I'm looking at alternatives to ZFS since it still has some time to go for large scale deployment as a kernel-level file system (and brtfs has years to go). I am running into problems with silent data corruption with large deployments of disks. Currently no hardware raid vendor supports T10 DIF (which even if supported would only work w/ SAS/FC drives anyway) nor does read parity checking.
I am hoping that either there is a way that I don't know of to enable mdadm to read the data plus p+q parity blocks for every request and compare them for accuracy (simlar to what you need to do for a scrub but /ALWAYS/) or have the functionality added as an option.

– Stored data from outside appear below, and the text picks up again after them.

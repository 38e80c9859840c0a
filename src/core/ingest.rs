//! Ingestion entry point - records raw transactions from the bank feed.
//!
//! The feed itself (polling, token refresh) is an external collaborator;
//! this module only provides the write path it calls. Incoming rows are
//! deduplicated on the bank's stable external id and pre-categorised through
//! the automatic rules, but no pot balance moves until a user allocates the
//! transaction.

use crate::{
    core::rules,
    entities::{Transaction, transaction},
    errors::{Error, Result},
};
use chrono::NaiveDate;
use sea_orm::{Set, prelude::*};
use tracing::{debug, instrument};

/// Records one incoming bank transaction.
///
/// Deduplicates on `external_id`: a transaction that was already ingested is
/// returned unchanged, whatever allocation state it has reached since. New
/// rows start unprocessed, with `pot_id` pre-populated from a matching
/// merchant rule when one exists.
#[instrument(skip(db))]
pub async fn record_incoming_transaction(
    db: &DatabaseConnection,
    external_id: String,
    merchant_name: String,
    amount: i64,
    booking_date: NaiveDate,
) -> Result<transaction::Model> {
    if amount <= 0 {
        return Err(Error::InvalidAllocation {
            message: format!("Transaction amount must be positive: {amount}"),
        });
    }

    if let Some(existing) = Transaction::find()
        .filter(transaction::Column::ExternalId.eq(external_id.clone()))
        .one(db)
        .await?
    {
        debug!(external_id, "transaction already ingested, skipping");
        return Ok(existing);
    }

    let matched_pot = rules::match_merchant(db, &merchant_name).await?;

    let row = transaction::ActiveModel {
        external_id: Set(external_id),
        merchant_name: Set(merchant_name),
        amount: Set(amount),
        booking_date: Set(booking_date),
        processed: Set(false),
        pot_id: Set(matched_pot),
        ..Default::default()
    };

    let result = row.insert(db).await?;
    Ok(result)
}
//! Transaction split entity - one slice of a split-allocated transaction.
//!
//! `pot_id = NULL` marks a slice that is explicitly excluded from pot
//! tracking (e.g. a reimbursed portion). The wire-level `-1` sentinel never
//! reaches this table; [`crate::api`] converts it at the boundary.

use sea_orm::entity::prelude::*;
use serde::{Deserialize, Serialize};

/// Transaction split database model
#[derive(Clone, Debug, PartialEq, Eq, DeriveEntityModel, Serialize, Deserialize)]
#[sea_orm(table_name = "transaction_splits")]
pub struct Model {
    /// Unique identifier for the split row
    #[sea_orm(primary_key)]
    pub id: i64,
    /// Transaction this slice belongs to
    pub transaction_id: i64,
    /// Pot this slice is allocated to; `None` means excluded from tracking
    pub pot_id: Option<i64>,
    /// Slice amount in minor units; always positive
    pub amount: i64,
}

/// Defines relationships between splits and other entities
#[derive(Copy, Clone, Debug, EnumIter, DeriveRelation)]
pub enum Relation {
    /// Each split belongs to one transaction
    #[sea_orm(
        belongs_to = "super::transaction::Entity",
        from = "Column::TransactionId",
        to = "super::transaction::Column::Id"
    )]
    Transaction,
    /// Each split optionally references one spending pot
    #[sea_orm(
        belongs_to = "super::spending_pot::Entity",
        from = "Column::PotId",
        to = "super::spending_pot::Column::Id"
    )]
    SpendingPot,
}

impl Related<super::transaction::Entity> for Entity {
    fn to() -> RelationDef {
        Relation::Transaction.def()
    }
}

impl Related<super::spending_pot::Entity> for Entity {
    fn to() -> RelationDef {
        Relation::SpendingPot.def()
    }
}

impl ActiveModelBehavior for ActiveModel {}
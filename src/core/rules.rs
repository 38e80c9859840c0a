//! Automatic categorisation rules - merchant name to default pot mapping.
//!
//! Rules are consulted by the ingestion entry point to pre-assign a pot to a
//! new transaction. Merchant names are unique case-insensitively; the lookup
//! lowers both sides so "TESCO" and "tesco" are the same rule.

use crate::{
    entities::{AutomaticRule, SpendingPot, automatic_rule},
    errors::{Error, Result},
};
use sea_orm::{
    QueryOrder, Set,
    prelude::*,
    sea_query::{Expr, Func},
};

/// Builds the case-insensitive merchant name filter used by lookups.
fn merchant_name_matches(merchant_name: &str) -> sea_orm::sea_query::SimpleExpr {
    Expr::expr(Func::lower(Expr::col(automatic_rule::Column::MerchantName)))
        .eq(merchant_name.to_lowercase())
}

/// Adds a categorisation rule for a merchant.
///
/// Fails with `AlreadyExists` if a rule for that merchant already exists
/// (case-insensitive compare) and with `PotNotFound` if the target spending
/// pot does not exist.
pub async fn add_rule(
    db: &DatabaseConnection,
    merchant_name: String,
    pot_id: i64,
    is_subscription: bool,
) -> Result<automatic_rule::Model> {
    let merchant_name = merchant_name.trim().to_string();
    if merchant_name.is_empty() {
        return Err(Error::InvalidName {
            message: "Merchant name cannot be empty".to_string(),
        });
    }

    SpendingPot::find_by_id(pot_id)
        .one(db)
        .await?
        .ok_or(Error::PotNotFound { id: pot_id })?;

    let existing = AutomaticRule::find()
        .filter(merchant_name_matches(&merchant_name))
        .one(db)
        .await?;
    if existing.is_some() {
        return Err(Error::AlreadyExists {
            name: merchant_name,
        });
    }

    let rule = automatic_rule::ActiveModel {
        merchant_name: Set(merchant_name),
        pot_id: Set(pot_id),
        is_subscription: Set(is_subscription),
        ..Default::default()
    };

    let result = rule.insert(db).await?;
    Ok(result)
}

/// Looks up the default pot for a merchant name, case-insensitively.
///
/// Pure read with no side effects; returns `None` when no rule matches.
pub async fn match_merchant<C>(db: &C, merchant_name: &str) -> Result<Option<i64>>
where
    C: ConnectionTrait,
{
    let rule = AutomaticRule::find()
        .filter(merchant_name_matches(merchant_name))
        .one(db)
        .await?;

    Ok(rule.map(|r| r.pot_id))
}

/// Removes a rule by id.
///
/// Previously allocated transactions are unaffected; the rule only applies
/// at ingestion time.
pub async fn remove_rule(db: &DatabaseConnection, rule_id: i64) -> Result<()> {
    let rule = AutomaticRule::find_by_id(rule_id)
        .one(db)
        .await?
        .ok_or(Error::RuleNotFound { id: rule_id })?;

    rule.delete(db).await?;
    Ok(())
}

/// Retrieves all rules, ordered alphabetically by merchant name.
pub async fn get_all_rules(db: &DatabaseConnection) -> Result<Vec<automatic_rule::Model>> {
    AutomaticRule::find()
        .order_by_asc(automatic_rule::Column::MerchantName)
        .all(db)
        .await
        .map_err(Into::into)
}

#[cfg(test)]
mod tests {
    #![allow(clippy::unwrap_used)]
    use super::*;
    use crate::test_utils::{create_test_spending_pot, setup_test_db};

    #[tokio::test]
    async fn test_add_rule_requires_existing_pot() -> Result<()> {
        let db = setup_test_db().await?;

        let result = add_rule(&db, "Tesco".to_string(), 999, false).await;
        assert!(matches!(result.unwrap_err(), Error::PotNotFound { id: 999 }));

        Ok(())
    }

    #[tokio::test]
    async fn test_add_rule_rejects_empty_merchant_name() -> Result<()> {
        let db = setup_test_db().await?;
        let pot = create_test_spending_pot(&db, "Groceries", 10000).await?;

        let result = add_rule(&db, "   ".to_string(), pot.id, false).await;
        assert!(matches!(result.unwrap_err(), Error::InvalidName { message: _ }));

        Ok(())
    }

    #[tokio::test]
    async fn test_add_rule_case_insensitive_duplicate() -> Result<()> {
        let db = setup_test_db().await?;
        let pot = create_test_spending_pot(&db, "Groceries", 10000).await?;

        add_rule(&db, "Tesco".to_string(), pot.id, false).await?;

        let result = add_rule(&db, "TESCO".to_string(), pot.id, false).await;
        assert!(matches!(result.unwrap_err(), Error::AlreadyExists { name } if name == "TESCO"));

        Ok(())
    }

    #[tokio::test]
    async fn test_match_merchant_case_insensitive() -> Result<()> {
        let db = setup_test_db().await?;
        let pot = create_test_spending_pot(&db, "Groceries", 10000).await?;

        add_rule(&db, "Tesco".to_string(), pot.id, false).await?;

        assert_eq!(match_merchant(&db, "tesco").await?, Some(pot.id));
        assert_eq!(match_merchant(&db, "TESCO").await?, Some(pot.id));
        assert_eq!(match_merchant(&db, "Sainsburys").await?, None);

        Ok(())
    }

    #[tokio::test]
    async fn test_remove_rule() -> Result<()> {
        let db = setup_test_db().await?;
        let pot = create_test_spending_pot(&db, "Bills", 20000).await?;

        let rule = add_rule(&db, "Netflix".to_string(), pot.id, true).await?;
        assert!(rule.is_subscription);

        remove_rule(&db, rule.id).await?;
        assert_eq!(match_merchant(&db, "Netflix").await?, None);

        let result = remove_rule(&db, rule.id).await;
        assert!(matches!(result.unwrap_err(), Error::RuleNotFound { id: _ }));

        Ok(())
    }

    #[tokio::test]
    async fn test_get_all_rules_ordered() -> Result<()> {
        let db = setup_test_db().await?;
        let pot = create_test_spending_pot(&db, "Groceries", 10000).await?;

        add_rule(&db, "Tesco".to_string(), pot.id, false).await?;
        add_rule(&db, "Aldi".to_string(), pot.id, false).await?;

        let rules = get_all_rules(&db).await?;
        assert_eq!(rules.len(), 2);
        assert_eq!(rules[0].merchant_name, "Aldi");
        assert_eq!(rules[1].merchant_name, "Tesco");

        Ok(())
    }
}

With the current large capacity drives we have today getting bit errors is quite common (I have some scripts that I do complete file checks every two weeks across 50TB arrays and come up with errros every month). I'm looking at expanding to 200-300TB volumes shortly so the problem will only get that much more frequent. Being able to check the data against parity will be able to find/notify and correct errors at read time before they get to user space. This fixes bit rot as well as torn/wild reads/writes and mitigates transmission issues.
I searched the list but couldn't find this benig discussed before, is this possible?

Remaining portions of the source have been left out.